Qui da noi, il cristianesimo popolare e femminile ha seguitato a coltivare il culto di Maria come virgo potens e come figura storica che merita e sostiene tutte le meravigliose attribuzioni contenute nelle Litanie lauretane. La dottrina istituzionale della Chiesa invece, scrive Irigaray, ha scelto di coltivarne la memoria e la posizione come archetipo di maternità esemplare al servizio di Dio-padre e del suo progetto. Il suo essere “Porta del Cielo” è stato scambiato come semplice essere corpo che si offre per l’attraversamento di un corpo celeste, mezzo tra padre-dio e figlio-dio. La cosa non è rimasta senza conseguenze, né per la nostra cultura, né per la politica, né per la ricezione della differenza femminile, quando vada intesa, ad esempio, come autorità filosofica, sapienziale e politica. Tanto è vero che, in pieno cristianesimo realizzato (?) e sbandierato, di “Maria non sappiamo quasi nulla”, scrive Irigaray, facendo di questa costatazione la cifra di una grave ignoranza della cultura generale e delle pratiche relazionali. L’incipit di Irigaray è infatti da leggersi anche come un reiterato “delle donne non sappiamo e non vogliamo sapere quasi nulla”.
Sono le donne stesse e il culto popolare che hanno traghettato e difeso una presenza e un’esperienza che ora vengono buone per soccorrere i nostri tempi. La pretesa di Irigaray è alta, è il tentativo di mostrare l’evidenza di una correzione teologica improcrastinabile: ciò che le donne sono riuscite a sapere di sé e di Maria di Nazaret si rivela necessario per riposizionare le carte in tavola del simbolico, per calarne altre, per ascoltare davvero il bisogno di trascendenza dell’anima. Colei che è cara a chi “ha fame e sete di giustizia” può essere la figura di una nuova era in cui il pensiero si incarna veramente, così come ha segnato l’ingresso nell’era cristiana con il suo consenso alla necessità di concepire il messaggio d’amore incarnato in suo figlio Gesù.

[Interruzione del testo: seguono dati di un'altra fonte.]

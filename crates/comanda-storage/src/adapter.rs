// SPDX-FileCopyrightText: 2026 Comanda Contributors
// SPDX-License-Identifier: MIT OR Apache-2.0

//! SQLite implementation of the conversation and catalog stores.

use async_trait::async_trait;
use tokio::sync::OnceCell;
use tracing::debug;

use comanda_config::model::StorageConfig;
use comanda_core::{
    AdapterType, CatalogProduct, CatalogStore, ChatTurn, ComandaError, ConversationStore,
    ConversationSummary, HealthStatus, MatchPredicates, NewProduct, PluginAdapter,
};

use crate::database::{Database, map_tr_err};
use crate::queries;

/// SQLite-backed storage adapter.
///
/// Wraps a [`Database`] handle and delegates to the typed query modules. The
/// database is opened lazily by [`SqliteStorage::initialize`].
pub struct SqliteStorage {
    config: StorageConfig,
    db: OnceCell<Database>,
}

impl SqliteStorage {
    /// The connection is not opened until [`SqliteStorage::initialize`] is called.
    pub fn new(config: StorageConfig) -> Self {
        Self {
            config,
            db: OnceCell::new(),
        }
    }

    /// Create and initialize in one step.
    pub async fn open(config: StorageConfig) -> Result<Self, ComandaError> {
        let storage = Self::new(config);
        storage.initialize().await?;
        Ok(storage)
    }

    /// Open the database, apply pragmas and run migrations.
    pub async fn initialize(&self) -> Result<(), ComandaError> {
        let db =
            Database::open_with_options(&self.config.database_path, self.config.wal_mode).await?;
        self.db.set(db).map_err(|_| ComandaError::Storage {
            source: "storage already initialized".into(),
        })?;
        debug!(path = %self.config.database_path, "SQLite storage initialized");
        Ok(())
    }

    fn db(&self) -> Result<&Database, ComandaError> {
        self.db.get().ok_or_else(|| ComandaError::Storage {
            source: "storage not initialized, call initialize() first".into(),
        })
    }

    async fn checkpoint(&self, db: &Database) -> Result<(), ComandaError> {
        if !self.config.wal_mode {
            return Ok(());
        }
        db.connection()
            .call(|conn| -> Result<(), rusqlite::Error> {
                conn.execute_batch("PRAGMA wal_checkpoint(TRUNCATE);")?;
                Ok(())
            })
            .await
            .map_err(map_tr_err)?;
        debug!("WAL checkpoint complete");
        Ok(())
    }
}

#[async_trait]
impl PluginAdapter for SqliteStorage {
    fn name(&self) -> &str {
        "sqlite"
    }

    fn version(&self) -> semver::Version {
        semver::Version::new(0, 1, 0)
    }

    fn adapter_type(&self) -> AdapterType {
        AdapterType::Storage
    }

    async fn health_check(&self) -> Result<HealthStatus, ComandaError> {
        let db = match self.db() {
            Ok(db) => db,
            Err(e) => return Ok(HealthStatus::Unhealthy(e.to_string())),
        };
        let ping = db
            .connection()
            .call(|conn| -> Result<(), rusqlite::Error> {
                conn.execute_batch("SELECT 1;")?;
                Ok(())
            })
            .await;
        Ok(match ping {
            Ok(()) => HealthStatus::Healthy,
            Err(e) => HealthStatus::Unhealthy(e.to_string()),
        })
    }

    async fn shutdown(&self) -> Result<(), ComandaError> {
        if let Some(db) = self.db.get() {
            self.checkpoint(db).await?;
        }
        Ok(())
    }
}

#[async_trait]
impl ConversationStore for SqliteStorage {
    async fn append(&self, conversation_id: &str, turn: &ChatTurn) -> Result<(), ComandaError> {
        queries::messages::append_message(self.db()?, conversation_id, turn).await
    }

    async fn append_pair(
        &self,
        conversation_id: &str,
        user: &ChatTurn,
        assistant: &ChatTurn,
    ) -> Result<(), ComandaError> {
        let pair = [user.clone(), assistant.clone()];
        queries::messages::append_messages(self.db()?, conversation_id, &pair).await
    }

    async fn list(&self, conversation_id: &str) -> Result<Vec<ChatTurn>, ComandaError> {
        queries::messages::get_messages(self.db()?, conversation_id).await
    }

    async fn list_conversations(&self) -> Result<Vec<ConversationSummary>, ComandaError> {
        queries::messages::list_conversations(self.db()?).await
    }
}

#[async_trait]
impl CatalogStore for SqliteStorage {
    async fn find_matching(
        &self,
        predicates: &MatchPredicates,
    ) -> Result<Option<CatalogProduct>, ComandaError> {
        queries::products::find_matching(self.db()?, predicates).await
    }

    async fn create(&self, product: &NewProduct) -> Result<CatalogProduct, ComandaError> {
        let created = queries::products::insert_product(self.db()?, product).await?;
        debug!(id = created.id, product = %created.product_name, "catalog product created");
        Ok(created)
    }

    async fn get(&self, id: i64) -> Result<Option<CatalogProduct>, ComandaError> {
        queries::products::get_product(self.db()?, id).await
    }

    async fn list(&self) -> Result<Vec<CatalogProduct>, ComandaError> {
        queries::products::list_products(self.db()?).await
    }

    async fn update(&self, id: i64, product: &NewProduct) -> Result<CatalogProduct, ComandaError> {
        queries::products::update_product(self.db()?, id, product).await
    }

    async fn delete(&self, id: i64) -> Result<(), ComandaError> {
        queries::products::delete_product(self.db()?, id).await?;
        debug!(id, "catalog product deleted");
        Ok(())
    }
}

#[cfg(test)]
mod tests {
    use super::*;
    use comanda_core::ErrorKind;

    fn config(dir: &tempfile::TempDir) -> StorageConfig {
        StorageConfig {
            database_path: dir.path().join("adapter.db").display().to_string(),
            wal_mode: true,
        }
    }

    #[tokio::test]
    async fn uninitialized_storage_reports_errors() {
        let dir = tempfile::tempdir().unwrap();
        let storage = SqliteStorage::new(config(&dir));
        let err = ConversationStore::list(&storage, "c").await.unwrap_err();
        assert_eq!(err.kind(), ErrorKind::Storage);
        assert!(matches!(
            storage.health_check().await.unwrap(),
            HealthStatus::Unhealthy(_)
        ));
    }

    #[tokio::test]
    async fn double_initialize_fails() {
        let dir = tempfile::tempdir().unwrap();
        let storage = SqliteStorage::open(config(&dir)).await.unwrap();
        assert!(storage.initialize().await.is_err());
        assert_eq!(storage.health_check().await.unwrap(), HealthStatus::Healthy);
        storage.shutdown().await.unwrap();
    }

    #[tokio::test]
    async fn stores_work_through_trait_objects() {
        let dir = tempfile::tempdir().unwrap();
        let storage = std::sync::Arc::new(SqliteStorage::open(config(&dir)).await.unwrap());
        let conversations: std::sync::Arc<dyn ConversationStore> = storage.clone();
        let catalog: std::sync::Arc<dyn CatalogStore> = storage.clone();

        conversations.append("c1", &ChatTurn::user("hi")).await.unwrap();
        assert_eq!(conversations.list("c1").await.unwrap().len(), 1);
        assert_eq!(conversations.list_conversations().await.unwrap()[0].id, "c1");

        let p = catalog
            .create(&NewProduct {
                product_name: "Vape".into(),
                flavor: String::new(),
                quantity: 1,
            })
            .await
            .unwrap();
        assert_eq!(catalog.get(p.id).await.unwrap().unwrap().product_name, "vape");
        assert_eq!(catalog.list().await.unwrap().len(), 1);
        catalog.delete(p.id).await.unwrap();
        assert!(catalog.list().await.unwrap().is_empty());
    }
}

Dice infatti Irigaray che Maria è protagonista consapevole di una novità: il concepimento di una nuova umanità non può essere solo emotivo o fisico (Maria non è mai solo corpo materno) ma accade se si trovano parole nuove, se si parla con l’angelo, come ha fatto per l’appunto Maria. Ci viene ricordato che ogni concepimento è simultaneamente nel corpo, spirito, pensiero e parole e che ogni nuovo inizio ha bisogno di parole vere incarnate e sessuate.
Maria, secondo la filosofa, corregge genealogicamente l’incauto errore di Eva perché le insegna che non si può pretendere di diventare divini prima di portare a compimento la propria umanità, prima di assumerla avendola accettata. La “redenzione” viene intesa in questo senso e anche nel senso della ripresa del respiro e della parola autenticamente pronunciata. Ma da dove viene l’autorità simbolica di Maria? Proprio dalla sua misteriosa verginità, bistrattata e fraintesa dalla Chiesa al punto da indurre Luce Irigaray ad accusarla di minare paradossalmente “i fondamenti stessi del cristianesimo”, forse perché le è sfuggito che è già stata formulata l’idea che uno dei nomi della Madonna sia “Spirito Santo”. La filosofa respinge in particolare la teologia della “mediazione dello Spirito Santo (nel mettere incinta Maria, n.d.r) che rappresenta l’amore tra il Padre e il Figlio della Trinità cristiana. “Maria avrebbe concepito senza partecipare!”. La cifra della verginità di Maria (non la castità!) starebbe invece a significare che, alle radici stesse del cristianesimo, il legame diretto delle donne con Dio, non è mediato da alcun uomo, né da alcunché di maschile. Come a dire che l’autonoma verginità del pensare e parlare delle donne è garanzia di buona novella per tutta l’umanità, è conveniente per tutti.
Maria appare così anche l’affrancamento, fin dall’origine, dall’identificazione con lo stato di natura in cui la cultura filosofica occidentale ha invitato spesso le donne a rincantucciarsi. Poiché il “gesto etico” di Maria non consiste solo “nel rispettare la vita dell’altro, ma anche nel dare la vita all’altro”, fisiologicamente e spiritualmente differente da lei, ecco che nella vita femminile si evidenzia la capacità di “rispettare la trascendenza dell’altro, di cui pochi uomini sono effettivamente capaci”. Questo affondo di Irigaray intende colpire sia i residui culturali e psicoanalitici dell’ortodossia freudiana, quando teorizza la necessità dell’intervento del padre per separare il bambino dalla madre, sia la responsabilità degli uomini di oggi, quando continuano a non vedere come sono loro ad essere i più vicini allo stato di natura, incapaci di affrancarsi da impulsi violenti e distruttivi. Le donne già si trascendono nel concepire l’opera di dare la vita e di mettere al mondo altre vite differenti in corpo e spirito.
Infine, in continuità con la sua ricerca filosofica sell’importanza dei “trascendentali sensibili” nella vita di relazione (Etica della differenza sessuale), Luce Irigaray ci presenta Maria come “la prima figura divina del tempo dell’incarnazione”, come ben sanno gli artisti che hanno provato a rappresentarne la novità. Fatta eccezione per la mistica, l’autrice polemizza con l’esito di una cultura cristiana anestetizzata, che considera trascendente solo ciò che “sfugge alle nostre percezioni sensibili, solo ciò che è disincarnato”. Maria, concependo e crescendo nel suo corpo l’invisibile divino, mostra la realtà del divino dentro l’umano e testimonia la necessità di coltivare le percezioni sensibili interiori ed esteriori, una “cultura del toccare” sensibile e carnale versus le politiche dell’immunizzazione, dell’astrazione e dell’indifferenza.
Mostrando Maria di Nazaret in questa luce, Luce Irigaray, oltre a indicare un modo di fare filosofia radicalmente trasformato, ripercorre i luoghi catastrofici della nostra epoca e presenta la sua proposta, che si accompagna ad altre proposte femminili analoghe, di una nuova politica, forse l’unica politica possibile oggi. Ci offre così una testimonianza ulteriore che porta acqua al mulino di un’intuizione sempre più consistente, un’intuizione che dice al secolo appena iniziato: la filosofia è la filosofia delle donne.